PROBLEM
Repeat the entries below exactly. Begin with the first line and end with the line that contains "there is no".

Stored data entries:
+ + + + +

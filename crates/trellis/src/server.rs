//! See [`Server`].

use std::{cell::Cell, rc::Rc};

use ahash::AHashMap;
use bytes::Bytes;
use trellis_proto::{reliable::TransmitFn, unreliable::UnreliableEndpoint};
use web_time::Instant;

use crate::{
    carrier::{DispatcherConfig, PeerCarriers, PeerId, Profile},
    event::{self, SubmitError, HANDSHAKE},
    link::{Clock, Inbox, Link, Role},
    signal::SignalBus,
    slot_pool::SlotPool,
};

/// Error when attaching a peer with [`Server::attach_peer`].
#[derive(Debug, Clone, PartialEq, Eq, thiserror::Error)]
pub enum AttachError {
    /// Every per-peer keyed carrier slot is leased.
    #[error("no free carrier slot for {peer}")]
    SlotsExhausted {
        /// The peer that could not be attached.
        peer: PeerId,
    },
    /// The peer already has a link.
    #[error("{peer} is already attached")]
    AlreadyAttached {
        /// The peer that was attached twice.
        peer: PeerId,
    },
}

/// Server-side dispatcher: one link per connected peer plus the transmit
/// half of the unreliable broadcast.
///
/// Constructed once at start-up and handed to submitters; there is no
/// process-wide instance. The host drives it with [`tick`](Server::tick)
/// at the configured update interval,
/// [`attach_peer`](Server::attach_peer) /
/// [`detach_peer`](Server::detach_peer) on join and leave, and
/// [`on_carrier_frame`](Server::on_carrier_frame) for every inbound frame.
#[derive(Debug)]
pub struct Server {
    config: DispatcherConfig,
    bus: SignalBus,
    links: AHashMap<PeerId, Link>,
    pool: SlotPool,
    broadcast: UnreliableEndpoint,
    inbox: Inbox,
    clock: Clock,
}

impl Server {
    /// Creates a server dispatcher; `broadcast` transmits on the shared
    /// broadcast property carrier.
    #[must_use]
    pub fn new(config: DispatcherConfig, broadcast: TransmitFn) -> Self {
        let mut broadcast_ep = UnreliableEndpoint::new(config.broadcast.clone());
        broadcast_ep.set_transmit_callback(broadcast);
        let pool = SlotPool::new(config.big_slot_capacity);
        Self {
            config,
            bus: SignalBus::new(),
            links: AHashMap::new(),
            pool,
            broadcast: broadcast_ep,
            inbox: Inbox::default(),
            clock: Rc::new(Cell::new(Instant::now())),
        }
    }

    /// Creates the endpoint trio for a newly joined peer.
    ///
    /// The peer's endpoints stay locked until its handshake literal
    /// arrives; submissions for it queue up in the meantime. A Big carrier
    /// slot is leased for the peer and held until detach.
    ///
    /// # Errors
    ///
    /// Errors if the peer is already attached or the slot pool is
    /// exhausted.
    pub fn attach_peer(
        &mut self,
        peer: PeerId,
        carriers: PeerCarriers,
    ) -> Result<(), AttachError> {
        if self.links.contains_key(&peer) {
            return Err(AttachError::AlreadyAttached { peer });
        }
        let slot = self
            .pool
            .lease()
            .ok_or(AttachError::SlotsExhausted { peer })?;
        let mut link = Link::new(
            &self.config,
            peer,
            carriers,
            &self.inbox,
            &self.clock,
            Role::Server,
        );
        link.slot = Some(slot);
        tracing::debug!(%peer, slot, "peer attached");
        self.links.insert(peer, link);
        Ok(())
    }

    /// Tears down a departed peer's endpoints and returns its carrier
    /// slot to the pool.
    ///
    /// Returns `false` if the peer was not attached.
    pub fn detach_peer(&mut self, peer: PeerId) -> bool {
        let Some(link) = self.links.remove(&peer) else {
            return false;
        };
        if let Some(slot) = link.slot {
            self.pool.release(slot);
        }
        tracing::debug!(%peer, "peer detached");
        true
    }

    /// Returns `true` once `peer`'s handshake literal has arrived.
    #[must_use]
    pub fn is_ready(&self, peer: PeerId) -> bool {
        self.links.get(&peer).is_some_and(|link| link.ready)
    }

    /// Peers currently attached, in no particular order.
    pub fn peers(&self) -> impl Iterator<Item = PeerId> + '_ {
        self.links.keys().copied()
    }

    /// Registers a listener for reliable events named `event` from any
    /// peer.
    ///
    /// # Errors
    ///
    /// Errors if the event name is empty.
    pub fn connect_for_peer(
        &mut self,
        event: &str,
        mut listener: impl FnMut(PeerId, &Bytes) + 'static,
    ) -> Result<(), SubmitError> {
        if event.is_empty() {
            return Err(SubmitError::NilArgument);
        }
        self.bus.connect(
            event,
            Box::new(move |peer, payload| {
                if let Some(peer) = peer {
                    listener(peer, payload);
                }
            }),
        );
        Ok(())
    }

    /// Submits a reliable event to one peer, on Mid if it fits and Big
    /// otherwise.
    ///
    /// # Errors
    ///
    /// Errors if the name is empty, the peer is not attached, or the
    /// encoded event exceeds Big's message limit.
    pub fn broadcast_to_peer(
        &mut self,
        peer: PeerId,
        event: &str,
        payload: &Bytes,
    ) -> Result<(), SubmitError> {
        if event.is_empty() {
            return Err(SubmitError::NilArgument);
        }
        let Some(link) = self.links.get(&peer) else {
            return Err(SubmitError::PeerNotConnected { peer });
        };

        let msg = event::encode(event, payload);
        let len = msg.len();
        if len <= self.config.mid.max_message_size {
            link.mid.borrow_mut().send(msg)?;
            return Ok(());
        }
        if len <= self.config.big.max_message_size {
            link.big.borrow_mut().send(msg)?;
            return Ok(());
        }
        Err(SubmitError::TooLarge {
            len,
            max: self.config.big.max_message_size,
        })
    }

    /// Submits a reliable event to every attached peer.
    ///
    /// # Errors
    ///
    /// Errors if the name is empty or the encoded event exceeds Big's
    /// message limit; sizing is identical for every peer, so the first
    /// failure is the only failure.
    pub fn broadcast_to_all(&mut self, event: &str, payload: &Bytes) -> Result<(), SubmitError> {
        let peers = self.links.keys().copied().collect::<Vec<_>>();
        for peer in peers {
            self.broadcast_to_peer(peer, event, payload)?;
        }
        Ok(())
    }

    /// Submits a best-effort event to every peer over the broadcast
    /// carrier.
    ///
    /// # Errors
    ///
    /// Errors if the name is empty or the encoded event exceeds the
    /// broadcast endpoint's message limit.
    pub fn unreliable_broadcast_to_all(
        &mut self,
        event: &str,
        payload: &Bytes,
    ) -> Result<(), SubmitError> {
        if event.is_empty() {
            return Err(SubmitError::NilArgument);
        }
        self.broadcast.send(event::encode(event, payload))?;
        Ok(())
    }

    /// Gives every transmitting endpoint a chance to emit one frame each.
    pub fn tick(&mut self, now: Instant) {
        self.clock.set(now);
        for link in self.links.values() {
            // Mid and Big transmit; Small is receive-only here, its acks
            // ride Mid's secondary header
            link.mid.borrow_mut().tick(now);
            link.big.borrow_mut().tick(now);
        }
        self.broadcast.tick(now);
        self.drain_inbox();
    }

    /// Feeds one inbound carrier frame to the endpoint it belongs to,
    /// then dispatches whatever messages came out of it.
    pub fn on_carrier_frame(
        &mut self,
        now: Instant,
        peer: PeerId,
        profile: Profile,
        word: u32,
        payload: Option<Bytes>,
    ) {
        self.clock.set(now);
        let Some(link) = self.links.get(&peer) else {
            tracing::trace!(%peer, "dropping frame from unattached peer");
            return;
        };
        match profile {
            Profile::Small => link.small.borrow_mut().on_frame(now, word, payload),
            Profile::Mid => link.mid.borrow_mut().on_frame(now, word, payload),
            Profile::Big | Profile::Broadcast => {
                // these profiles only flow server-to-client
                tracing::trace!(%peer, ?profile, "dropping frame on a send-only profile");
            }
        }
        self.drain_inbox();
    }

    /// Interprets messages the endpoint callbacks parked in the inbox:
    /// the handshake literal unlocks the peer's endpoints and echoes the
    /// literal back, everything else dispatches by event name.
    fn drain_inbox(&mut self) {
        loop {
            let next = self.inbox.borrow_mut().pop_front();
            let Some((peer, _profile, msg)) = next else {
                break;
            };
            if msg.as_ref() == HANDSHAKE {
                self.peer_ready(peer);
                continue;
            }
            match event::decode(msg) {
                Ok((name, payload)) => self.bus.broadcast(Some(peer), &name, payload),
                Err(err) => {
                    tracing::trace!(%peer, %err, "dropping undecodable event");
                }
            }
        }
    }

    /// First handshake literal from a peer: unlock its endpoints and
    /// answer with our own literal so the peer learns we are listening.
    fn peer_ready(&mut self, peer: PeerId) {
        let Some(link) = self.links.get_mut(&peer) else {
            return;
        };
        if link.ready {
            return;
        }
        link.ready = true;
        link.unlock();
        if let Err(err) = link.mid.borrow_mut().send(Bytes::from_static(HANDSHAKE)) {
            tracing::warn!(%peer, %err, "failed to queue handshake reply");
        }
        tracing::debug!(%peer, "peer ready");
    }

    /// Counters of the endpoint behind `peer`'s `profile`; the broadcast
    /// endpoint is shared, so any `peer` value answers for it.
    #[must_use]
    pub fn endpoint_stats(
        &self,
        peer: PeerId,
        profile: Profile,
    ) -> Option<trellis_proto::stats::EndpointStats> {
        if matches!(profile, Profile::Broadcast) {
            return Some(*self.broadcast.stats());
        }
        let link = self.links.get(&peer)?;
        let ep = match profile {
            Profile::Small => &link.small,
            Profile::Mid => &link.mid,
            Profile::Big => &link.big,
            Profile::Broadcast => unreachable!(),
        };
        Some(*ep.borrow().stats())
    }

    /// The signal bus dispatching received events.
    #[must_use]
    pub const fn signals(&self) -> &SignalBus {
        &self.bus
    }

    /// This dispatcher's configuration.
    #[must_use]
    pub const fn config(&self) -> &DispatcherConfig {
        &self.config
    }

    /// The slot pool backing per-peer keyed carriers.
    #[must_use]
    pub const fn slot_pool(&self) -> &SlotPool {
        &self.pool
    }
}
//! Bit-packed 32-bit frame header codec.
//!
//! Every frame on the wire starts with one little-endian `u32`:
//!
//! ```text
//! bits  0..8   SACK   bitmap over seq in {ack+1 .. ack+8}
//! bits  8..12  ACK    cumulative ack: next expected receive seq - 1
//! bit   12     DATA   1 if the frame carries a payload packet
//! bit   13     SECOND 1 if a secondary header is packed into bits 18..30
//! bits 14..18  SEQ    this packet's seq (valid only if DATA = 1)
//! bits 18..26  SACK2  SACK of the secondary header
//! bits 26..30  ACK2   ACK of the secondary header
//! bits 30..32  reserved, zero
//! ```
//!
//! The secondary header is how one endpoint's acknowledgments ride along in
//! a paired endpoint's frames. [`merge`] packs a full (ack-only) header into
//! the high bits; [`split`] recovers it on the receive side as a standalone
//! header word, so it can be fed straight back into
//! [`on_frame`](crate::reliable::ReliableEndpoint::on_frame).
//!
//! For example, `ack = 4` with seqs 6 and 7 buffered out of order:
//!
//! ```text
//! SACK: 0b0000_0110
//!              ^  ^
//!              |  +- bit 0: seq 5 (ack + 1) has NOT arrived
//!              +---- bits 1, 2: seqs 6 and 7 arrived ahead of order
//! ```

use arbitrary::Arbitrary;
use bytes::Bytes;
use octs::{BufTooShortOr, Encode, EncodeLen, Read, Write};
use static_assertions::const_assert;

use crate::seq::Seq;

const SACK_LSB: u32 = 0;
const SACK_WIDTH: u32 = 8;
const ACK_LSB: u32 = 8;
const ACK_WIDTH: u32 = 4;
const DATA_BIT: u32 = 12;
const SECOND_BIT: u32 = 13;
const SEQ_LSB: u32 = 14;
const SEQ_WIDTH: u32 = 4;
const SACK2_LSB: u32 = 18;
const ACK2_LSB: u32 = 26;
const RESERVED_LSB: u32 = 30;

// the layout must tile the 32-bit word exactly
const_assert!(SEQ_LSB + SEQ_WIDTH == SACK2_LSB);
const_assert!(SACK2_LSB + SACK_WIDTH == ACK2_LSB);
const_assert!(ACK2_LSB + ACK_WIDTH == RESERVED_LSB);

/// Number of selective-acknowledgment bits in a header.
pub const SACK_BITS: u32 = SACK_WIDTH;

/// Bit mask with the low `width` bits set.
///
/// # Panics
///
/// Panics if `width >= 32`.
#[must_use]
pub const fn mask(width: u32) -> u32 {
    (1u32 << width) - 1
}

/// Reads the `width`-bit field of `word` starting at bit `lsb`.
///
/// # Example
///
/// ```
/// use trellis_proto::header::extract;
/// assert_eq!(0xB, extract(0xAB_CD, 8, 4));
/// ```
#[must_use]
pub const fn extract(word: u32, lsb: u32, width: u32) -> u32 {
    (word >> lsb) & mask(width)
}

/// Writes `value` into the `width`-bit field of `word` starting at bit
/// `lsb`, leaving every other bit untouched. Excess bits of `value` are
/// discarded.
///
/// # Example
///
/// ```
/// use trellis_proto::header::{extract, replace};
/// let word = replace(0xFFFF_FFFF, 8, 4, 0x5);
/// assert_eq!(0x5, extract(word, 8, 4));
/// assert_eq!(0xFFFF_F5FF, word);
/// ```
#[must_use]
pub const fn replace(word: u32, lsb: u32, width: u32, value: u32) -> u32 {
    (word & !(mask(width) << lsb)) | ((value & mask(width)) << lsb)
}

/// Decoded form of a primary frame header.
///
/// The secondary fields are not represented here; they are carried as an
/// opaque second `u32` by [`split`] and [`merge`], since their only consumer
/// is a paired endpoint which treats them as a full header of their own.
#[derive(Debug, Clone, Copy, PartialEq, Eq, Arbitrary)]
pub struct FrameHeader {
    /// Cumulative ack: the next expected receive seq minus 1.
    pub ack: Seq,
    /// Selective-ack bitmap; bit `i` refers to seq `ack + 1 + i`.
    pub sack: u8,
    /// Seq of the packet in this frame's payload, if it carries one.
    pub seq: Option<Seq>,
}

impl FrameHeader {
    /// Packs this header into its wire word. Field values wider than their
    /// bit ranges are truncated.
    #[must_use]
    pub const fn pack(&self) -> u32 {
        let mut word = 0;
        word = replace(word, SACK_LSB, SACK_WIDTH, self.sack as u32);
        word = replace(word, ACK_LSB, ACK_WIDTH, self.ack.0 as u32);
        if let Some(seq) = self.seq {
            word |= 1 << DATA_BIT;
            word = replace(word, SEQ_LSB, SEQ_WIDTH, seq.0 as u32);
        }
        word
    }

    /// Reads the primary fields out of a wire word, ignoring any secondary
    /// header bits.
    #[must_use]
    #[allow(clippy::cast_possible_truncation)] // fields are <= 8 bits wide
    pub const fn unpack(word: u32) -> Self {
        Self {
            ack: Seq(extract(word, ACK_LSB, ACK_WIDTH) as u8),
            sack: extract(word, SACK_LSB, SACK_WIDTH) as u8,
            seq: if word & (1 << DATA_BIT) == 0 {
                None
            } else {
                Some(Seq(extract(word, SEQ_LSB, SEQ_WIDTH) as u8))
            },
        }
    }
}

/// Packs `secondary`'s ACK and SACK fields into the high bits of `primary`
/// and sets SECOND.
///
/// Only the acknowledgment fields of the secondary survive; a secondary
/// header is always ack-only by construction.
///
/// # Example
///
/// ```
/// use trellis_proto::header::{merge, split};
/// # use trellis_proto::{header::FrameHeader, seq::Seq};
/// let primary = FrameHeader { ack: Seq(3), sack: 0b0110, seq: Some(Seq(4)) }.pack();
/// let secondary = FrameHeader { ack: Seq(9), sack: 0b0001, seq: None }.pack();
///
/// let merged = merge(primary, secondary);
/// assert_eq!((primary, Some(secondary)), split(merged));
/// ```
#[must_use]
pub const fn merge(primary: u32, secondary: u32) -> u32 {
    let mut word = primary | (1 << SECOND_BIT);
    word = replace(
        word,
        SACK2_LSB,
        SACK_WIDTH,
        extract(secondary, SACK_LSB, SACK_WIDTH),
    );
    word = replace(
        word,
        ACK2_LSB,
        ACK_WIDTH,
        extract(secondary, ACK_LSB, ACK_WIDTH),
    );
    word
}

/// Splits a wire word into its primary header and, if SECOND is set, the
/// secondary header reconstituted as a standalone ack-only word.
///
/// The returned primary has SECOND cleared and the secondary bit range
/// zeroed, so `merge(split(w).0, s)` reconstructs `w` exactly for any legal
/// `w` whose secondary was `s`.
#[must_use]
pub const fn split(word: u32) -> (u32, Option<u32>) {
    if word & (1 << SECOND_BIT) == 0 {
        return (word, None);
    }
    let mut secondary = 0;
    secondary = replace(
        secondary,
        SACK_LSB,
        SACK_WIDTH,
        extract(word, SACK2_LSB, SACK_WIDTH),
    );
    secondary = replace(
        secondary,
        ACK_LSB,
        ACK_WIDTH,
        extract(word, ACK2_LSB, ACK_WIDTH),
    );
    let mut primary = word & !(1 << SECOND_BIT);
    primary = replace(primary, SACK2_LSB, RESERVED_LSB - SACK2_LSB, 0);
    (primary, Some(secondary))
}

/// One wire unit: a packed header word plus an optional payload.
///
/// Encodes as the 4 header bytes little-endian followed by the raw payload
/// bytes; the payload length is implied by the carrier frame length.
#[derive(Debug, Clone, PartialEq, Eq)]
pub struct Frame {
    /// Packed header word, including any merged secondary header.
    pub header: u32,
    /// Encoded packet carried by this frame, if any.
    pub payload: Option<Bytes>,
}

/// Encoded length of the header word inside a [`Frame`].
pub const HEADER_LEN: usize = 4;

/// Error when decoding a [`Frame`] from wire bytes.
#[derive(Debug, Clone, PartialEq, Eq, thiserror::Error)]
pub enum FrameError {
    /// Frame was shorter than the header word.
    #[error("frame too short")]
    TooShort,
    /// DATA is set but the frame carries no payload bytes, or vice versa.
    #[error("payload presence does not match DATA flag")]
    PayloadMismatch,
}

impl EncodeLen for Frame {
    fn encode_len(&self) -> usize {
        HEADER_LEN + self.payload.as_ref().map_or(0, Bytes::len)
    }
}

impl Encode for Frame {
    type Error = core::convert::Infallible;

    fn encode(&self, mut dst: impl Write) -> Result<(), BufTooShortOr<Self::Error>> {
        dst.write_from(Bytes::copy_from_slice(&self.header.to_le_bytes()))?;
        if let Some(payload) = &self.payload {
            dst.write_from(payload.clone())?;
        }
        Ok(())
    }
}

impl Frame {
    /// Decodes a frame from the raw bytes of one carrier slot.
    ///
    /// The payload is everything after the header word; carriers delimit
    /// frames, so no length field is needed on the wire.
    ///
    /// # Errors
    ///
    /// Errors if the bytes are shorter than the header word, or if the
    /// presence of payload bytes contradicts the DATA flag.
    pub fn decode(mut src: Bytes) -> Result<Self, FrameError> {
        let word = src.read_next(HEADER_LEN).map_err(|_| FrameError::TooShort)?;
        let mut le = [0u8; HEADER_LEN];
        le.copy_from_slice(&word);
        let header = u32::from_le_bytes(le);

        let payload = if src.is_empty() { None } else { Some(src) };
        let has_data = header & (1 << DATA_BIT) != 0;
        if has_data != payload.is_some() {
            return Err(FrameError::PayloadMismatch);
        }
        Ok(Self { header, payload })
    }
}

+ + + + +

RESPONSE TO THIS EXERCISE
filename crates/trellis/src/server.rs
//! See [`Server`].

use std::{cell::Cell, rc::Rc};

use ahash::AHashMap;
use bytes::Bytes;
use trellis_proto::{reliable::TransmitFn, unreliable::UnreliableEndpoint};
use web_time::Instant;

use crate::{
    carrier::{DispatcherConfig, PeerCarriers, PeerId, Profile},
    event::{self, SubmitError, HANDSHAKE},
    link::{Clock, Inbox, Link, Role},
    signal::SignalBus,
    slot_pool::SlotPool,
};

/// Error when attaching a peer with [`Server::attach_peer`].
#[derive(Debug, Clone, PartialEq, Eq, thiserror::Error)]
pub enum AttachError {
    /// Every per-peer keyed carrier slot is leased.
    #[error("no free carrier slot for {peer}")]
    SlotsExhausted {
        /// The peer that could not be attached.
        peer: PeerId,
    },
    /// The peer already has a link.
    #[error("{peer} is already attached")]
    AlreadyAttached {
        /// The peer that was attached twice.
        peer: PeerId,
    },
}

/// Server-side dispatcher: one link per connected peer plus the transmit
/// half of the unreliable broadcast.
///
/// Constructed once at start-up and handed to submitters; there is no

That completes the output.